Convolvulus cneorum, the silverbush or shrubby bindweed, is a species of flowering plant in the family Convolvulaceae, which contains many plants described as "bindweed". The Latin specific epithet cneorum is a word of Greek origin referring to a small olive-like plant, possibly a species of Daphne.

==Description==
Unlike other species in the genus, it is an evergreen shrub rather than a vine, forming a low mound 0.6–1.2 m in height, with a similar spread. It produces many pink buds unfurling to white 2.5–4 cm diameter flowers which are white with a yellow throat. These appear at the end of stems in loose panicles and may almost completely cover the plants for a long period from spring to the summer months.
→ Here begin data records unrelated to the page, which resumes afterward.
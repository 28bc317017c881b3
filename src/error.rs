// ============================================
// Terrain Error - Ошибки построения террейна
// ============================================

use thiserror::Error;

/// Ошибки сборки квадродерева и загрузки высот
#[derive(Debug, Error)]
pub enum TerrainError {
    /// Число пикселей источника не совпадает с width * height
    #[error("height source has {actual} samples, expected {width}x{height}")]
    Format {
        width: usize,
        height: usize,
        actual: usize,
    },

    /// Слишком маленькое поле: нужно минимум 2x2 сэмпла (одна ячейка)
    #[error("height field {width}x{height} is too small to build a terrain")]
    DegenerateField { width: usize, height: usize },

    #[error("cell size must be finite and positive, got {0}")]
    InvalidCellSize(f32),

    #[error("sector size must be positive, got {0}")]
    InvalidSectorSize(usize),

    /// Бэкенд не смог выделить вершинный/индексный буфер
    #[error("mesh allocation failed: {0}")]
    MeshAllocation(String),

    #[error("failed to decode heightmap image: {0}")]
    Image(#[from] image::ImageError),

    #[error(transparent)]
    Io(#[from] std::io::Error),

    #[error("invalid terrain config: {0}")]
    Config(#[from] serde_json::Error),
}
The leaves are grey-green and are covered in fine hairs which give the plant a silvery appearance.

==Distribution==
The species is found in coastal areas of Spain, Italy, Croatia and Albania. In Italy it is found on the coast of Tuscany and western Sicily and on the islands of Capri and Li Galli. In Croatia it is found on many of the islands off the coast. It is often found growing in cracks in rocks.

==Cultivation==
The species prefers an alkaline soil, full sun and good drainage. It tolerates near-drought conditions for short periods, and is cold hardy to −9 C. It has gained the Royal Horticultural Society's Award of Garden Merit (confirmed 2017).